Nonostante le premesse, prende completamente un’altra strada dopo l’introduzione. Triple Frontier non è l’ennesima caccia al signore della droga, ma il ritratto di un grande dramma umano, il cui ritmo è dettato dal conflitto tra la cupidigia e la sopravvivenza. I cinque amici si imbarcano infatti in una complessa operazione che ribalterà le loro concezioni di giusto e sbagliato. L’obiettivo è Lorea e i suoi milioni di dollari. Il verde delle banconote si estende a tutte le palettes cromatiche del film, rendendo il comparto visivo globalmente piuttosto unitario e coeso. In un paio di occasioni si ha l’impressione che siano state forzate alcune dominanti per compattare ulteriormente la fotografia.
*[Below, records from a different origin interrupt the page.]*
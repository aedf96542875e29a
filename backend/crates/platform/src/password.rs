//! Password Policy and Hashing
//!
//! Password handling with:
//! - Character-class policy enforcement (digit, lowercase, uppercase,
//!   printable ASCII only)
//! - bcrypt hashing with a per-call random salt
//! - Zeroization of plaintext material
//!
//! ## Security Model
//! - Plaintext passwords live only inside [`ClearTextPassword`] and are
//!   erased from memory on drop
//! - Stored hashes are bcrypt strings; the salt is embedded, so hashing
//!   the same plaintext twice never yields the same output
//! - Policy violations and hashing failures are distinct error types:
//!   the former are client-correctable, the latter are not

use std::fmt;

use thiserror::Error;
use zeroize::{Zeroize, ZeroizeOnDrop};

// ============================================================================
// Constants
// ============================================================================

/// Minimum password length in characters
pub const MIN_PASSWORD_LENGTH: usize = 8;

/// bcrypt work factor (rounds)
pub const HASH_COST: u32 = 10;

// ============================================================================
// Error Types
// ============================================================================

/// Password policy violation errors
#[derive(Debug, Clone, PartialEq, Eq, Error)]
pub enum PasswordPolicyError {
    /// Password is too short
    #[error("Password must be at least {min} characters (got {actual})")]
    TooShort { min: usize, actual: usize },

    /// Password has no ASCII digit
    #[error("Password must contain at least one digit")]
    MissingDigit,

    /// Password has no lowercase letter
    #[error("Password must contain at least one lowercase letter")]
    MissingLowercase,

    /// Password has no uppercase letter
    #[error("Password must contain at least one uppercase letter")]
    MissingUppercase,

    /// Password has no printable special character
    #[error("Password must contain at least one printable character")]
    MissingSpecial,

    /// Password contains a character outside printable ASCII
    #[error("Password contains characters outside the printable ASCII range")]
    NonPrintable,
}

/// Password hashing/verification errors
#[derive(Debug, Error)]
pub enum PasswordHashError {
    /// bcrypt operation failed
    #[error("Password hashing failed: {0}")]
    Bcrypt(#[from] bcrypt::BcryptError),
}

// ============================================================================
// Policy
// ============================================================================

/// Check a password against the account policy.
///
/// The rule, verbatim: length >= 8 characters, at least one ASCII digit,
/// one lowercase letter, one uppercase letter, and one printable ASCII
/// character (0x20-0x7E) as the "special" class. Any character outside
/// printable ASCII rejects the whole password.
///
/// The digit/lowercase/uppercase classes are themselves printable ASCII,
/// so the special-class flag is always set once any other class matches;
/// it is tracked separately to keep the rule bit-for-bit compatible with
/// the accounts it was originally enforced against.
pub fn check_policy(password: &str) -> Result<(), PasswordPolicyError> {
    let mut length = 0;

    let mut has_digit = false;
    let mut has_lowercase = false;
    let mut has_uppercase = false;
    let mut has_special = false;

    for c in password.chars() {
        match c {
            '0'..='9' => has_digit = true,
            'a'..='z' => has_lowercase = true,
            'A'..='Z' => has_uppercase = true,
            ' '..='~' => has_special = true,
            _ => return Err(PasswordPolicyError::NonPrintable),
        }
        length += 1;
    }

    if length < MIN_PASSWORD_LENGTH {
        return Err(PasswordPolicyError::TooShort {
            min: MIN_PASSWORD_LENGTH,
            actual: length,
        });
    }
    if !has_digit {
        return Err(PasswordPolicyError::MissingDigit);
    }
    if !has_lowercase {
        return Err(PasswordPolicyError::MissingLowercase);
    }
    if !has_uppercase {
        return Err(PasswordPolicyError::MissingUppercase);
    }
    if !has_special {
        return Err(PasswordPolicyError::MissingSpecial);
    }

    Ok(())
}

/// Whether a password satisfies the account policy
pub fn validate_password(password: &str) -> bool {
    check_policy(password).is_ok()
}

// ============================================================================
// Clear Text Password (Zeroized on drop)
// ============================================================================

/// Clear text password with automatic memory zeroization
///
/// This type ensures that password data is securely erased from memory
/// when the value is dropped, preventing memory inspection attacks.
///
/// ## Security
/// - Implements `Zeroize` and `ZeroizeOnDrop`
/// - Does not implement `Clone` to prevent accidental copies
/// - Debug output is redacted
#[derive(Zeroize, ZeroizeOnDrop)]
pub struct ClearTextPassword(String);

impl ClearTextPassword {
    /// Create a new clear text password, enforcing the policy
    pub fn new(raw: String) -> Result<Self, PasswordPolicyError> {
        check_policy(&raw)?;
        Ok(Self(raw))
    }

    /// Create without policy validation
    ///
    /// For passwords that only need to be verified against an existing
    /// hash (login, old-password checks); the policy applied at signup
    /// time is not re-enforced here.
    pub fn unchecked(raw: String) -> Self {
        Self(raw)
    }

    /// Get the password as a string slice for hashing
    pub(crate) fn as_str(&self) -> &str {
        &self.0
    }

    /// Hash the password using bcrypt
    ///
    /// ## Arguments
    /// * `cost` - bcrypt work factor; [`HASH_COST`] in production
    ///
    /// ## Returns
    /// bcrypt hash string wrapped in [`HashedPassword`]; the random salt
    /// is generated per call and embedded in the output
    pub fn hash(&self, cost: u32) -> Result<HashedPassword, PasswordHashError> {
        let hash = bcrypt::hash(self.as_str(), cost)?;
        Ok(HashedPassword { hash })
    }
}

impl fmt::Debug for ClearTextPassword {
    fn fmt(&self, f: &mut fmt::Formatter<'_>) -> fmt::Result {
        f.debug_tuple("ClearTextPassword")
            .field(&"[REDACTED]")
            .finish()
    }
}

// ============================================================================
// Hashed Password (Safe to store)
// ============================================================================

/// Hashed password in bcrypt string format
///
/// Safe to store in the database; never reversible to the plaintext.
#[derive(Clone, PartialEq, Eq)]
pub struct HashedPassword {
    hash: String,
}

impl HashedPassword {
    /// Create from a stored bcrypt hash string
    pub fn from_hash_string(hash: impl Into<String>) -> Self {
        Self { hash: hash.into() }
    }

    /// Get the hash string for database storage
    pub fn as_str(&self) -> &str {
        &self.hash
    }

    /// Consume into the hash string
    pub fn into_string(self) -> String {
        self.hash
    }

    /// Verify a plaintext password against this hash
    ///
    /// Re-derives the hash under the embedded salt and parameters.
    pub fn verify(&self, raw: &ClearTextPassword) -> Result<bool, PasswordHashError> {
        Ok(bcrypt::verify(raw.as_str(), &self.hash)?)
    }
}

impl fmt::Debug for HashedPassword {
    fn fmt(&self, f: &mut fmt::Formatter<'_>) -> fmt::Result {
        f.debug_struct("HashedPassword")
            .field("hash", &"[HASH]")
            .finish()
    }
}

// ============================================================================
// Tests
// ============================================================================

#[cfg(test)]
mod tests {
    use super::*;

    #[test]
    fn test_policy_accepts_compliant_passwords() {
        assert!(validate_password("Abcdef12"));
        assert!(validate_password("Sup3rSecret!"));
        assert!(validate_password("A1b2C3d4 e5"));
    }

    #[test]
    fn test_policy_too_short() {
        assert_eq!(
            check_policy("Abc1d2e"),
            Err(PasswordPolicyError::TooShort { min: 8, actual: 7 })
        );
    }

    #[test]
    fn test_policy_missing_classes() {
        assert_eq!(
            check_policy("abcdefg1"),
            Err(PasswordPolicyError::MissingUppercase)
        );
        assert_eq!(
            check_policy("ABCDEFG1"),
            Err(PasswordPolicyError::MissingLowercase)
        );
        assert_eq!(
            check_policy("Abcdefgh"),
            Err(PasswordPolicyError::MissingDigit)
        );
    }

    #[test]
    fn test_policy_rejects_non_printable() {
        // Control characters and anything beyond ASCII reject immediately,
        // even when every other requirement is met.
        assert_eq!(
            check_policy("Abcdef12\u{7f}"),
            Err(PasswordPolicyError::NonPrintable)
        );
        assert_eq!(
            check_policy("Abcdef12ü"),
            Err(PasswordPolicyError::NonPrintable)
        );
        assert_eq!(
            check_policy("Abcdef12\n"),
            Err(PasswordPolicyError::NonPrintable)
        );
    }

    #[test]
    fn test_policy_special_class_is_implied() {
        // Length + digit + lower + upper already satisfies the printable
        // "special" requirement; no punctuation is needed.
        assert!(validate_password("Abcdef12"));
    }

    #[test]
    fn test_hash_and_verify_roundtrip() {
        let raw = ClearTextPassword::new("TestPassword123".to_string()).unwrap();
        let hashed = raw.hash(4).unwrap(); // low cost keeps the test fast

        assert!(hashed.verify(&raw).unwrap());

        let wrong = ClearTextPassword::unchecked("WrongPassword123".to_string());
        assert!(!hashed.verify(&wrong).unwrap());
    }

    #[test]
    fn test_hash_embeds_random_salt() {
        let raw = ClearTextPassword::new("TestPassword123".to_string()).unwrap();
        let first = raw.hash(4).unwrap();
        let second = raw.hash(4).unwrap();
        assert_ne!(first.as_str(), second.as_str());
    }

    #[test]
    fn test_hash_string_roundtrip() {
        let raw = ClearTextPassword::new("TestPassword123".to_string()).unwrap();
        let hashed = raw.hash(4).unwrap();

        let restored = HashedPassword::from_hash_string(hashed.as_str());
        assert!(restored.verify(&raw).unwrap());
    }

    #[test]
    fn test_debug_redaction() {
        let raw = ClearTextPassword::new("SecretPassword1".to_string()).unwrap();
        let debug = format!("{:?}", raw);
        assert!(debug.contains("REDACTED"));
        assert!(!debug.contains("Secret"));

        let hashed = raw.hash(4).unwrap();
        let debug = format!("{:?}", hashed);
        assert!(debug.contains("HASH"));
    }
}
Questa sensazione viene smentita dalla sequenza dello scontro sui bianchi costoni rocciosi. Qui si esprime al meglio la potenza dei luoghi scelti per le riprese, punto forte della regia, che riesce a sfruttarli al meglio delle proprie possibilità .
Da una parte bisogna lodare Chandor per non aver cercato di fare due film in uno, concentrandosi invece su un’idea coraggiosa ed originale di caper movie. Rinunciando al lato più action, il regista imposta dei buoni punti di forza senza le necessarie premesse. Triple Frontier sembra un po’ mutilato di quel realismo magico di opere come Narcos o dello stesso Sicario, fratello maggiore di Soldado. La capacità di indagare quella linea sottile e confusa che separa i buoni dai cattivi è mancata a questo film, e ne avrebbe tratto sicuramente beneficio. Da quel nucleo magmatico di contrasti e paradossi la scrittura ne sarebbe riemersa sicuramente rafforzata. Insomma, un film sufficiente, ma di certo non il nuovo gioiello di Netflix.